:: MATERIAL TO PROCESS ::
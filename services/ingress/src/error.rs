//! Ingress errors.

use hyper::StatusCode;
use thiserror::Error;

/// Endpoint selection failures.
#[derive(Debug, Clone, Copy, PartialEq, Eq, Error)]
pub enum BalancerError {
    /// The endpoint list is empty.
    #[error("no proxy available")]
    NoProxyAvailable,

    /// Endpoints exist but none is healthy.
    #[error("no healthy proxy available")]
    NoHealthyProxyAvailable,
}

/// Per-request failures. None of these outlive the request that hit them.
#[derive(Debug, Error)]
pub enum IngressError {
    #[error(transparent)]
    NoEndpoint(#[from] BalancerError),

    /// Dialing or talking to the upstream proxy failed.
    #[error("upstream transport error: {0}")]
    UpstreamTransport(String),

    /// The upstream proxy answered CONNECT with something other than 200.
    #[error("upstream rejected CONNECT: {0}")]
    UpstreamRejectedConnect(String),

    /// The client connection cannot be taken over for a tunnel.
    #[error("client connection cannot be upgraded")]
    HijackUnsupported,

    /// The client request cannot be forwarded as-is.
    #[error("bad request: {0}")]
    BadRequest(String),
}

impl IngressError {
    /// HTTP status returned to the client.
    pub fn status(&self) -> StatusCode {
        match self {
            IngressError::NoEndpoint(_) => StatusCode::SERVICE_UNAVAILABLE,
            IngressError::UpstreamTransport(_) | IngressError::UpstreamRejectedConnect(_) => {
                StatusCode::BAD_GATEWAY
            }
            IngressError::HijackUnsupported => StatusCode::INTERNAL_SERVER_ERROR,
            IngressError::BadRequest(_) => StatusCode::BAD_REQUEST,
        }
    }

    /// Short text body returned to the client.
    pub fn client_message(&self) -> &'static str {
        match self {
            IngressError::NoEndpoint(_) => "No proxy available",
            IngressError::UpstreamTransport(_) => "Proxy request failed",
            IngressError::UpstreamRejectedConnect(_) => "Proxy rejected CONNECT",
            IngressError::HijackUnsupported => "Cannot hijack connection",
            IngressError::BadRequest(_) => "Bad request",
        }
    }
}

#[cfg(test)]
mod tests {
    use super::*;
    use rstest::rstest;

    #[rstest]
    #[case(IngressError::NoEndpoint(BalancerError::NoProxyAvailable), 503)]
    #[case(IngressError::NoEndpoint(BalancerError::NoHealthyProxyAvailable), 503)]
    #[case(IngressError::UpstreamTransport("refused".into()), 502)]
    #[case(IngressError::UpstreamRejectedConnect("HTTP/1.1 403 Forbidden".into()), 502)]
    #[case(IngressError::HijackUnsupported, 500)]
    #[case(IngressError::BadRequest("no authority".into()), 400)]
    fn test_status_mapping(#[case] err: IngressError, #[case] status: u16) {
        assert_eq!(err.status().as_u16(), status);
    }
}
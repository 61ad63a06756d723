//! # pv6-coordinator
//!
//! Cluster-side half of proxy-v6:
//!
//! - keeps the latest report of every agent ([`registry::NodeRegistry`])
//! - evicts nodes that stop reporting ([`sweeper::StaleNodeSweeper`])
//! - feeds the running proxies of all nodes to the ingress load balancer
//!
//! Every change to the registry view rebuilds the balancer's endpoint list.

pub mod api;
pub mod config;
pub mod registry;
pub mod state;
pub mod sweeper;

pub use config::Config;
pub use registry::{NodeRegistry, RegistryStats};
pub use state::AppState;
pub use sweeper::StaleNodeSweeper;
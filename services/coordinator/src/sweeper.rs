//! Periodic eviction of nodes that stopped reporting.

use std::time::Duration;

use chrono::{DateTime, Utc};
use tokio::sync::watch;
use tracing::{info, instrument, warn};

use crate::state::AppState;

pub struct StaleNodeSweeper {
    state: AppState,
    interval: Duration,
    threshold: chrono::Duration,
}

impl StaleNodeSweeper {
    pub fn new(state: AppState, interval: Duration, stale_after: Duration) -> Self {
        let threshold = chrono::Duration::from_std(stale_after).unwrap_or(chrono::Duration::MAX);
        Self {
            state,
            interval,
            threshold,
        }
    }

    #[instrument(skip(self, shutdown))]
    pub async fn run(&self, mut shutdown: watch::Receiver<bool>) {
        info!(
            interval_secs = self.interval.as_secs(),
            stale_after_secs = self.threshold.num_seconds(),
            "Starting stale node sweeper"
        );

        let mut interval = tokio::time::interval(self.interval);
        interval.tick().await;

        loop {
            tokio::select! {
                _ = interval.tick() => {
                    self.sweep(Utc::now()).await;
                }
                changed = shutdown.changed() => {
                    if changed.is_err() || *shutdown.borrow() {
                        info!("Stale node sweeper shutting down");
                        break;
                    }
                }
            }
        }
    }

    /// Evict stale nodes as of `now`, refreshing the balancer if any went.
    pub async fn sweep(&self, now: DateTime<Utc>) -> Vec<String> {
        let evicted = self
            .state
            .registry()
            .evict_stale(now, self.threshold)
            .await;

        if !evicted.is_empty() {
            warn!(count = evicted.len(), nodes = ?evicted, "Evicted stale nodes");
            self.state.refresh_balancer().await;
        }
        evicted
    }
}
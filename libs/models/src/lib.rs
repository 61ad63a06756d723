//! # pv6-models
//!
//! Data model shared by the per-host agent and the coordinator.
//!
//! ## Ownership
//!
//! - `Ipv6Address` records are produced by the address classifier and never mutated
//! - `ProxyInstance` values are owned by the agent's instance manager; everything
//!   else only ever sees snapshots (clones)
//! - `NodeReport` is the unit of agent -> coordinator reporting and is always
//!   replaced wholesale, never merged
//!
//! The JSON shapes defined here are the wire format of both HTTP surfaces.

mod error;
mod types;

pub use error::ModelError;
pub use types::*;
:::
▶ **WHAT IS NEEDED**:
Transcribe each entry. Leave nothing out.

▶ **RESPONSE**:
filename services/ingress/src/error.rs
//! Ingress errors.

use hyper::StatusCode;
use thiserror::Error;

/// Endpoint selection failures.
#[derive(Debug, Clone, Copy, PartialEq, Eq, Error)]
pub enum BalancerError {
    /// The endpoint list is empty.
    #[error("no proxy available")]
    NoProxyAvailable,

    /// Endpoints exist but none is healthy.
    #[error("no healthy proxy available")]
    NoHealthyProxyAvailable,
}

/// Per-request failures. None of these outlive the request that hit them.
#[derive(Debug, Error)]
pub enum IngressError {
    #[error(transparent)]
    NoEndpoint(#[from] BalancerError),

    /// Dialing or talking to the upstream proxy failed.
    #[error("upstream transport error: {0}")]
    UpstreamTransport(String),

    /// The upstream proxy answered CONNECT with something other than 200.
    #[error("upstream rejected CONNECT: {0}")]
    UpstreamRejectedConnect(String),

    /// The client connection cannot be taken over for a tunnel.
    #[error("client connection cannot be upgraded")]
    HijackUnsupported,

    /// The client request cannot be forwarded as-is.
    #[error("bad request: {0}")]
    BadRequest(String),
}

impl IngressError {
    /// HTTP status returned to the client.
    pub fn status(&self) -> StatusCode {
        match self {
            IngressError::NoEndpoint(_) => StatusCode::SERVICE_UNAVAILABLE,
            IngressError::UpstreamTransport(_) | IngressError::UpstreamRejectedConnect(_) => {
                StatusCode::BAD_GATEWAY
            }
            IngressError::HijackUnsupported => StatusCode::INTERNAL_SERVER_ERROR,
            IngressError::BadRequest(_) => StatusCode::BAD_REQUEST,
        }
    }

    /// Short text body returned to the client.
    pub fn client_message(&self) -> &'static str {
        match self {
            IngressError::NoEndpoint(_) => "No proxy available",
            IngressError::UpstreamTransport(_) => "Proxy request failed",
            IngressError::UpstreamRejectedConnect(_) => "Proxy rejected CONNECT",
            IngressError::HijackUnsupported => "Cannot hijack connection",
            IngressError::BadRequest(_) => "Bad request",
        }
    }
}

#[cfg(test)]
mod tests {
    use super::*;
    use rstest::rstest;

    #[rstest]
    #[case(IngressError::NoEndpoint(BalancerError::NoProxyAvailable), 503)]
    #[case(IngressError::NoEndpoint(BalancerError::NoHealthyProxyAvailable), 503)]
    #[case(IngressError::UpstreamTransport("refused".into()), 502)]
    #[case(IngressError::UpstreamRejectedConnect("HTTP/1.1 403 Forbidden".into()), 502)]
    #[case(IngressError::HijackUnsupported, 500)]
    #[case(IngressError::BadRequest("no authority".into()), 400)]
    fn test_status_mapping(#[case] err: IngressError, #[case] status: u16) {
        assert_eq!(err.status().as_u16(), status);
    }
}
repository 61ad63a06756d723
//! # pv6-coordinator
//!
//! Cluster-side half of proxy-v6:
//!
//! - keeps the latest report of every agent ([`registry::NodeRegistry`])
//! - evicts nodes that stop reporting ([`sweeper::StaleNodeSweeper`])
//! - feeds the running proxies of all nodes to the ingress load balancer
//!
//! Every change to the registry view rebuilds the balancer's endpoint list.

pub mod api;
pub mod config;
pub mod registry;
pub mod state;
pub mod sweeper;

pub use config::Config;
pub use registry::{NodeRegistry, RegistryStats};
pub use state::AppState;
pub use sweeper::StaleNodeSweeper;
filename services/coordinator/src/sweeper.rs
//! Periodic eviction of nodes that stopped reporting.

use std::time::Duration;

use chrono::{DateTime, Utc};
use tokio::sync::watch;
use tracing::{info, instrument, warn};

use crate::state::AppState;

pub struct StaleNodeSweeper {
    state: AppState,
    interval: Duration,
    threshold: chrono::Duration,
}

impl StaleNodeSweeper {
    pub fn new(state: AppState, interval: Duration, stale_after: Duration) -> Self {
        let threshold = chrono::Duration::from_std(stale_after).unwrap_or(chrono::Duration::MAX);
        Self {
            state,
            interval,
            threshold,
        }
    }

    #[instrument(skip(self, shutdown))]
    pub async fn run(&self, mut shutdown: watch::Receiver<bool>) {
        info!(
            interval_secs = self.interval.as_secs(),
            stale_after_secs = self.threshold.num_seconds(),
            "Starting stale node sweeper"
        );

        let mut interval = tokio::time::interval(self.interval);
        interval.tick().await;

        loop {
            tokio::select! {
                _ = interval.tick() => {
                    self.sweep(Utc::now()).await;
                }
                changed = shutdown.changed() => {
                    if changed.is_err() || *shutdown.borrow() {
                        info!("Stale node sweeper shutting down");
                        break;
                    }
                }
            }
        }
    }

    /// Evict stale nodes as of `now`, refreshing the balancer if any went.
    pub async fn sweep(&self, now: DateTime<Utc>) -> Vec<String> {
        let evicted = self
            .state
            .registry()
            .evict_stale(now, self.threshold)
            .await;

        if !evicted.is_empty() {
            warn!(count = evicted.len(), nodes = ?evicted, "Evicted stale nodes");
            self.state.refresh_balancer().await;
        }
        evicted
    }
}
filename libs/models/src/lib.rs
repository 61ad63a06756d723
//! # pv6-models
//!
//! Data model shared by the per-host agent and the coordinator.
//!
//! ## Ownership
//!
//! - `Ipv6Address` records are produced by the address classifier and never mutated
//! - `ProxyInstance` values are owned by the agent's instance manager; everything
//!   else only ever sees snapshots (clones)
//! - `NodeReport` is the unit of agent -> coordinator reporting and is always
//!   replaced wholesale, never merged
//!
//! The JSON shapes defined here are the wire format of both HTTP surfaces.

mod error;
mod types;

pub use error::ModelError;
pub use types::*;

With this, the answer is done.